Dub nennt man diesen Ansatz. Fat Freddy's Drop tragen ihre Jams musikalisch perfekt vor, ach was, im Hochglanzsound. Streckenweise hört sich das eher nach Hifi-Studio an als nach Livekonzert - was, wenn man gerne etwas kritisieren möchte, manchmal vorrangig wie ästhetischer Selbstzweck wirkt. Zumal die Bühne in kühlem Blau ausgeleuchtet ist, die Herren Hemd und Sonnenbrille tragen. Dem Publikum ist's wurscht, es feiert und tanzt vom ersten Takt an, und Fat Freddy's Drop dehnen ihre Songs immer und immer weiter. So dauern die Stücke am Samstagabend gerne mal zehn Minuten - was zu der nicht ganz gewöhnlichen Ansage an die Fotografen führt, die ersten 15 Minuten des Konzerts fotografieren zu dürfen statt wie sonst üblich die ersten drei Songs.

Erst fangen sie ganz langsam an, aber dann ...

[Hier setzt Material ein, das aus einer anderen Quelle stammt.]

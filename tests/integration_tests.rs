// Parser robustness tests for the Sprig grammar.
//
// Each suite feeds source fragments through the lexer and parser and
// checks that good input parses and bad input fails with the expected
// diagnostic, without panicking.

use sprig::error::SprigError;
use sprig::lexer::Lexer;
use sprig::parser::Parser;

/// Test result for a single test case
#[derive(Debug)]
pub enum TestResult {
    Pass,
    Fail(String),
    Crash(String),
}

/// Individual test case
#[derive(Debug, Clone)]
pub struct TestCase {
    pub name: String,
    pub input: String,
    pub should_succeed: bool,
    pub expected_error_contains: Option<String>,
}

impl TestCase {
    pub fn should_succeed(name: &str, input: &str) -> Self {
        Self {
            name: name.to_string(),
            input: input.to_string(),
            should_succeed: true,
            expected_error_contains: None,
        }
    }

    pub fn should_fail(name: &str, input: &str) -> Self {
        Self {
            name: name.to_string(),
            input: input.to_string(),
            should_succeed: false,
            expected_error_contains: None,
        }
    }

    pub fn should_fail_with_message(name: &str, input: &str, expected_msg: &str) -> Self {
        Self {
            name: name.to_string(),
            input: input.to_string(),
            should_succeed: false,
            expected_error_contains: Some(expected_msg.to_string()),
        }
    }
}

/// Test suite containing multiple test cases
#[derive(Debug)]
pub struct TestSuite {
    pub name: String,
    pub tests: Vec<TestCase>,
}

impl TestSuite {
    pub fn new(name: &str) -> Self {
        Self {
            name: name.to_string(),
            tests: Vec::new(),
        }
    }

    pub fn add_test(&mut self, test: TestCase) {
        self.tests.push(test);
    }

    pub fn run(&self) -> TestSuiteResults {
        let mut results = TestSuiteResults::new(&self.name);

        println!("Running test suite: {}", self.name);
        println!("{}", "=".repeat(50));

        for test in &self.tests {
            let result = run_single_test(test);
            results.add_result(&test.name, result);
        }

        results.print_summary();
        results
    }
}

/// Results for a test suite run
#[derive(Debug)]
pub struct TestSuiteResults {
    pub suite_name: String,
    pub results: Vec<(String, TestResult)>,
    pub passed: usize,
    pub failed: usize,
    pub crashed: usize,
}

impl TestSuiteResults {
    pub fn new(suite_name: &str) -> Self {
        Self {
            suite_name: suite_name.to_string(),
            results: Vec::new(),
            passed: 0,
            failed: 0,
            crashed: 0,
        }
    }

    pub fn add_result(&mut self, test_name: &str, result: TestResult) {
        match &result {
            TestResult::Pass => {
                self.passed += 1;
                println!("  ok  {}", test_name);
            }
            TestResult::Fail(msg) => {
                self.failed += 1;
                println!("  FAIL {}: {}", test_name, msg);
            }
            TestResult::Crash(msg) => {
                self.crashed += 1;
                println!("  CRASH {}: {}", test_name, msg);
            }
        }
        self.results.push((test_name.to_string(), result));
    }

    pub fn print_summary(&self) {
        println!();
        println!("Test Suite: {} - Summary", self.suite_name);
        println!("{}", "-".repeat(30));
        println!("Passed:  {}", self.passed);
        println!("Failed:  {}", self.failed);
        println!("Crashed: {}", self.crashed);
        println!("Total:   {}", self.results.len());
        println!();
    }

    pub fn is_all_passed(&self) -> bool {
        self.crashed == 0 && self.failed == 0
    }
}

/// Run a single test case, catching panics so a crash is reported rather
/// than aborting the whole suite.
fn run_single_test(test: &TestCase) -> TestResult {
    let result = std::panic::catch_unwind(|| parse_input(&test.input));

    match result {
        Ok(parse_result) => match (parse_result, test.should_succeed) {
            (Ok(_), true) => TestResult::Pass,
            (Ok(_), false) => {
                TestResult::Fail("Expected parsing to fail, but it succeeded".to_string())
            }
            (Err(errors), false) => {
                if let Some(expected) = &test.expected_error_contains {
                    if errors.iter().any(|e| e.message.contains(expected)) {
                        TestResult::Pass
                    } else {
                        let messages: Vec<&str> =
                            errors.iter().map(|e| e.message.as_str()).collect();
                        TestResult::Fail(format!(
                            "No error contains expected text '{}'; got {:?}",
                            expected, messages
                        ))
                    }
                } else {
                    TestResult::Pass
                }
            }
            (Err(errors), true) => TestResult::Fail(format!(
                "Expected parsing to succeed, but got error: {}",
                errors[0].message
            )),
        },
        Err(panic_info) => {
            let panic_msg = if let Some(s) = panic_info.downcast_ref::<String>() {
                s.clone()
            } else if let Some(s) = panic_info.downcast_ref::<&str>() {
                s.to_string()
            } else {
                "Unknown panic".to_string()
            };
            TestResult::Crash(panic_msg)
        }
    }
}

fn parse_input(input: &str) -> Result<sprig::ast::Program, Vec<SprigError>> {
    let tokens = Lexer::new(input.to_string()).scan_tokens()?;
    Parser::new(tokens).parse()
}

// ============================================================================
// Test Suite Creation Functions
// ============================================================================

fn create_malformed_expression_tests() -> TestSuite {
    let mut suite = TestSuite::new("Malformed Expressions");

    suite.add_test(TestCase::should_fail_with_message(
        "unmatched_opening_paren",
        "(1 + 2;",
        "Expected ')' after expression.",
    ));

    suite.add_test(TestCase::should_fail_with_message(
        "unmatched_opening_paren_nested",
        "((1 + 2);",
        "Expected ')' after expression.",
    ));

    suite.add_test(TestCase::should_fail_with_message(
        "unmatched_closing_paren",
        "1 + 2);",
        "Expected ';' after expression.",
    ));

    suite.add_test(TestCase::should_fail_with_message(
        "empty_parens",
        "();",
        "Expected expression",
    ));

    suite.add_test(TestCase::should_fail_with_message(
        "unmatched_opening_bracket",
        "let x = [1, 2;",
        "Expected ']' at end of set.",
    ));

    suite.add_test(TestCase::should_fail_with_message(
        "unmatched_opening_brace",
        "{ let x = 1;",
        "Expected '}' at end of block.",
    ));

    suite.add_test(TestCase::should_fail_with_message(
        "stray_closing_brace",
        "let x = 1; }",
        "Expected expression, found '}'.",
    ));

    suite
}

fn create_edge_case_tests() -> TestSuite {
    let mut suite = TestSuite::new("Edge Cases");

    suite.add_test(TestCase::should_succeed("empty_input", ""));
    suite.add_test(TestCase::should_succeed("only_whitespace", "   \n\t  "));
    suite.add_test(TestCase::should_succeed("only_comment", "// nothing here\n"));

    suite.add_test(TestCase::should_fail("eof_after_operator", "1 +"));
    suite.add_test(TestCase::should_fail("eof_inside_group", "(1 + "));
    suite.add_test(TestCase::should_fail("eof_inside_call", "foo(1,"));

    let deep = format!("{}{}{}", "(".repeat(100), "1", ")".repeat(100));
    suite.add_test(TestCase::should_succeed(
        "deeply_nested_parens",
        &format!("{};", deep),
    ));

    // One mistake per statement, each reported independently
    suite.add_test(TestCase::should_fail("multiple_errors", "let = 1; let x = ;"));

    suite
}

fn create_operator_tests() -> TestSuite {
    let mut suite = TestSuite::new("Operator Tests");

    suite.add_test(TestCase::should_succeed("arithmetic", "1 + 2 * 3 - 4 / 5 % 6;"));
    suite.add_test(TestCase::should_succeed("comparisons", "1 < 2 == 3 >= 4;"));
    suite.add_test(TestCase::should_succeed("logical", "true and false or nil;"));
    suite.add_test(TestCase::should_succeed("unary_chain", "!!-1;"));

    suite.add_test(TestCase::should_fail("missing_left_operand", "* 1;"));
    suite.add_test(TestCase::should_fail("missing_right_operand", "1 *;"));

    // `--` lexes as a decrement operator, never as double negation
    suite.add_test(TestCase::should_fail_with_message(
        "decrement_of_literal",
        "1 -- 2;",
        "Invalid increment target.",
    ));

    suite.add_test(TestCase::should_succeed("increment_variable", "x++;"));
    suite.add_test(TestCase::should_succeed("halve_variable", "x---;"));
    suite.add_test(TestCase::should_succeed("increment_index", "x[0]++;"));
    suite.add_test(TestCase::should_fail_with_message(
        "increment_call_result",
        "foo()++;",
        "Invalid increment target.",
    ));
    suite.add_test(TestCase::should_fail_with_message(
        "increment_grouped_index",
        "(x)[0]++;",
        "Invalid increment target.",
    ));

    suite
}

fn create_declaration_tests() -> TestSuite {
    let mut suite = TestSuite::new("Declarations");

    suite.add_test(TestCase::should_succeed("var_declaration", "let x = 42;"));
    suite.add_test(TestCase::should_succeed("var_without_initializer", "let x;"));
    suite.add_test(TestCase::should_fail_with_message(
        "var_missing_name",
        "let = 5;",
        "Expected variable name.",
    ));
    suite.add_test(TestCase::should_fail_with_message(
        "var_missing_semicolon",
        "let x = 1",
        "Expected ';' after variable declaration.",
    ));

    suite.add_test(TestCase::should_succeed(
        "function_declaration",
        "def add(a, b) { return a + b; }",
    ));
    suite.add_test(TestCase::should_succeed("function_no_params", "def f() { }"));
    suite.add_test(TestCase::should_fail_with_message(
        "function_missing_name",
        "def (a) { }",
        "Expected function name.",
    ));
    suite.add_test(TestCase::should_fail_with_message(
        "function_missing_body",
        "def f(a);",
        "Expected '{' before function body.",
    ));

    suite.add_test(TestCase::should_succeed(
        "class_declaration",
        "class Counter { def init() { this.n = 0; } def bump() { this.n = this.n + 1; } }",
    ));
    suite.add_test(TestCase::should_succeed(
        "class_with_superclass",
        "class B < A { def get() { return super.get(); } }",
    ));
    suite.add_test(TestCase::should_fail_with_message(
        "class_method_without_def",
        "class A { init() { } }",
        "Expected 'def' before method declaration.",
    ));
    suite.add_test(TestCase::should_fail_with_message(
        "class_missing_superclass_name",
        "class B < { }",
        "Expected superclass name.",
    ));

    suite
}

Wer sich nur durch unsere in der besagten Anfangsviertelstunde entstandene Bilderstrecke zum Stuttgarter Konzert von Fat Freddy's Drop klickt, kriegt gar nicht mit, dass der Auftritt in der zweiten Hälfte dreht. Nach einer Stunde (oder fünf "Songs") voller smoother Bässe aus dem Synthesizer und behänder Tanzeinlagen des Posaunisten werden die Beats - vom DJ, auf ein Schlagzeug wird verzichtet - elektronischer; es geht jetzt nicht mehr bloß auf die zwei und die vier, sondern die Bassdrum pumpt immer häufiger durch.

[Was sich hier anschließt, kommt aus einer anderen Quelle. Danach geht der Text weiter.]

mod ast;
mod error;
mod evaluator;
mod lexer;
mod natives;
mod parser;
mod repl;
mod resolver;
mod runner;
mod value;

use clap::{Arg, Command};
use evaluator::Evaluator;
use runner::RunStatus;
use std::fs;
use std::path::Path;
use std::process;

fn main() {
    let matches = Command::new("sprig")
        .about("A tree-walking interpreter for the Sprig scripting language")
        .arg(
            Arg::new("file")
                .help("The script file to execute")
                .value_name("FILE")
                .index(1),
        )
        .arg(
            Arg::new("interactive")
                .short('i')
                .long("interactive")
                .help("Start in interactive REPL mode")
                .action(clap::ArgAction::SetTrue),
        )
        .get_matches();

    if let Some(file_path) = matches.get_one::<String>("file") {
        run_file(file_path);
    } else {
        repl::start();
    }
}

fn run_file(path: &str) {
    let path = Path::new(path);

    if !path.exists() {
        eprintln!("Error: File '{}' not found", path.display());
        process::exit(64);
    }

    let source = match fs::read_to_string(path) {
        Ok(source) => source,
        Err(error) => {
            eprintln!("Error reading file '{}': {}", path.display(), error);
            process::exit(64);
        }
    };

    let mut evaluator = Evaluator::new();
    match runner::run(&source, path.to_str(), &mut evaluator, false) {
        RunStatus::Ok => {}
        RunStatus::StaticError => process::exit(65),
        RunStatus::RuntimeError => process::exit(70),
    }
}
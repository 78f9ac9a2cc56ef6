#![deny(
    clippy::all,
    clippy::pedantic,
    clippy::nursery,
    missing_docs,
    rust_2018_idioms
)]

//! Structured JSON-line logging shared by the plainword crates.

use std::{
    fmt,
    fs::{self, File},
    io::{BufRead, BufReader, Write},
    path::{Path, PathBuf},
    str::FromStr,
};

use anyhow::{Context, Result};
use chrono::{DateTime, Utc};
use parking_lot::Mutex;
use serde::{Deserialize, Serialize};
use thiserror::Error;

/// Log severity level, ordered from least to most severe.
#[derive(
    Debug, Clone, Copy, Default, Serialize, Deserialize, PartialEq, Eq, PartialOrd, Ord, Hash,
)]
#[serde(rename_all = "UPPERCASE")]
pub enum LogLevel {
    /// Debug information.
    #[serde(alias = "debug")]
    Debug,
    /// Informational events.
    #[default]
    #[serde(alias = "info")]
    Info,
    /// Warning indicator.
    #[serde(alias = "warn")]
    Warn,
    /// Error indicator.
    #[serde(alias = "error")]
    Error,
}

impl LogLevel {
    /// Returns the lowercase label used on the command line and in config files.
    #[must_use]
    pub const fn label(self) -> &'static str {
        match self {
            Self::Debug => "debug",
            Self::Info => "info",
            Self::Warn => "warn",
            Self::Error => "error",
        }
    }
}

impl fmt::Display for LogLevel {
    fn fmt(&self, f: &mut fmt::Formatter<'_>) -> fmt::Result {
        f.write_str(self.label())
    }
}

/// Raised when a string does not name a log level.
#[derive(Debug, Error, PartialEq, Eq)]
#[error("unknown log level `{0}` (expected debug, info, warn or error)")]
pub struct ParseLevelError(pub String);

impl FromStr for LogLevel {
    type Err = ParseLevelError;

    fn from_str(raw: &str) -> Result<Self, Self::Err> {
        match raw.trim().to_ascii_lowercase().as_str() {
            "debug" => Ok(Self::Debug),
            "info" => Ok(Self::Info),
            "warn" | "warning" => Ok(Self::Warn),
            "error" => Ok(Self::Error),
            _ => Err(ParseLevelError(raw.to_string())),
        }
    }
}

/// Structured log record.
#[derive(Debug, Clone, Serialize, Deserialize)]
pub struct LogRecord {
    /// Timestamp in ISO8601.
    pub timestamp: DateTime<Utc>,
    /// Module emitting the log.
    pub module: String,
    /// Severity.
    pub level: LogLevel,
    /// Event name, e.g. `simplifier.text.simplified`.
    pub message: String,
    /// Counters and labels attached to the event.
    #[serde(default, skip_serializing_if = "serde_json::Map::is_empty")]
    pub metadata: serde_json::Map<String, serde_json::Value>,
}

impl LogRecord {
    /// Creates a record stamped with the current time.
    #[must_use]
    pub fn new(module: impl Into<String>, level: LogLevel, message: impl Into<String>) -> Self {
        Self {
            timestamp: Utc::now(),
            module: module.into(),
            level,
            message: message.into(),
            metadata: serde_json::Map::new(),
        }
    }

    /// Attaches a single metadata field.
    #[must_use]
    pub fn with_field(mut self, key: impl Into<String>, value: impl Into<serde_json::Value>) -> Self {
        self.metadata.insert(key.into(), value.into());
        self
    }
}

/// Append-only JSON-line logger, safe to share between threads.
#[derive(Debug)]
pub struct JsonLogger {
    path: PathBuf,
    min_level: LogLevel,
    writer: Mutex<File>,
}

impl JsonLogger {
    /// Creates or opens a logger at the desired path, creating parent directories.
    pub fn new(path: impl AsRef<Path>) -> Result<Self> {
        let path = path.as_ref().to_path_buf();
        if let Some(parent) = path.parent() {
            fs::create_dir_all(parent)
                .with_context(|| format!("creating log directory {}", parent.display()))?;
        }
        let file = fs::OpenOptions::new()
            .create(true)
            .append(true)
            .open(&path)
            .with_context(|| format!("opening log file {}", path.display()))?;
        Ok(Self {
            path,
            min_level: LogLevel::Debug,
            writer: Mutex::new(file),
        })
    }

    /// Drops every record below `level`.
    #[must_use]
    pub fn with_min_level(mut self, level: LogLevel) -> Self {
        self.min_level = level;
        self
    }

    /// Minimum level that reaches the file.
    #[must_use]
    pub const fn min_level(&self) -> LogLevel {
        self.min_level
    }

    /// Writes a record as one JSON line. Returns `false` when it was filtered out.
    pub fn log(&self, record: &LogRecord) -> Result<bool> {
        if record.level < self.min_level {
            return Ok(false);
        }
        let mut writer = self.writer.lock();
        serde_json::to_writer(&mut *writer, record)?;
        writer.write_all(b"\n")?;
        writer.flush()?;
        Ok(true)
    }

    /// Returns the underlying file path.
    #[must_use]
    pub fn path(&self) -> &Path {
        &self.path
    }
}

/// Reads every record of a JSON-line log. Blank lines are skipped.
pub fn read_records(path: impl AsRef<Path>) -> Result<Vec<LogRecord>> {
    let path = path.as_ref();
    let file = File::open(path).with_context(|| format!("opening log {}", path.display()))?;
    let mut records = Vec::new();
    for (idx, line) in BufReader::new(file).lines().enumerate() {
        let line = line?;
        if line.trim().is_empty() {
            continue;
        }
        let record = serde_json::from_str(&line)
            .with_context(|| format!("parsing {} line {}", path.display(), idx + 1))?;
        records.push(record);
    }
    Ok(records)
}

#[cfg(test)]
mod tests {
    use super::*;
    use tempfile::tempdir;

    #[test]
    fn writes_json_lines() {
        let dir = tempdir().unwrap();
        let logger = JsonLogger::new(dir.path().join("nested/test.log")).unwrap();
        let written = logger
            .log(&LogRecord::new("simplifier", LogLevel::Info, "hello").with_field("sentences", 2))
            .unwrap();
        assert!(written);
        let content = fs::read_to_string(logger.path()).unwrap();
        assert!(content.contains("\"message\":\"hello\""));
        assert!(content.contains("\"level\":\"INFO\""));
    }

    #[test]
    fn min_level_filters_records() {
        let dir = tempdir().unwrap();
        let path = dir.path().join("filtered.log");
        let logger = JsonLogger::new(&path).unwrap().with_min_level(LogLevel::Warn);
        assert!(!logger
            .log(&LogRecord::new("simplifier", LogLevel::Info, "skipped"))
            .unwrap());
        assert!(logger
            .log(&LogRecord::new("simplifier", LogLevel::Error, "kept"))
            .unwrap());
        let records = read_records(&path).unwrap();
        assert_eq!(records.len(), 1);
        assert_eq!(records[0].message, "kept");
    }

    #[test]
    fn read_records_round_trips_metadata() {
        let dir = tempdir().unwrap();
        let path = dir.path().join("roundtrip.log");
        let logger = JsonLogger::new(&path).unwrap();
        logger
            .log(&LogRecord::new("cli", LogLevel::Debug, "run").with_field("run_id", "run-1"))
            .unwrap();
        let records = read_records(&path).unwrap();
        assert_eq!(records[0].metadata["run_id"], "run-1");
        assert_eq!(records[0].level, LogLevel::Debug);
    }

    #[test]
    fn parses_levels_case_insensitively() {
        assert_eq!("WARN".parse::<LogLevel>(), Ok(LogLevel::Warn));
        assert_eq!(" debug ".parse::<LogLevel>(), Ok(LogLevel::Debug));
        assert!("loud".parse::<LogLevel>().is_err());
        assert!(LogLevel::Debug < LogLevel::Error);
    }
}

Das Publikum hat das nicht mal eingefordert. Aber die Fans reagieren auf die anfangs subtile Steigerung von Tempo, Lautstärke, Intensität. Als der Song "Fish in the Sea" hintenraus zur Rocknummer wird und der zu Konzertbeginn befrackte Posaunist in Unterhemd und Silberumhang gekleidet über die Bühne hüpft, ist die Liederhalle endgültig enthemmt. Davor haben manche mit angezogenen Armen getanzt; jetzt schüttelt sich das Publikum nach Lust und Laune, es gibt Stagediving, die Übernummer "Shiverman" und nach dem letzten Song den lautesten Jubel des Stuttgarter Konzertjahrs.

Spätestens in diesem Moment ist der langatmige Start des Abends vergessen, wird klar, dass es sich hier um Jammern auf hohem Niveau handelt - und um Jammen auf allerhöchstem Niveau. Denn mal so gedacht: Was ist langweiliger als dass Bands ihre Songs live genau so vortragen wie auf Platte?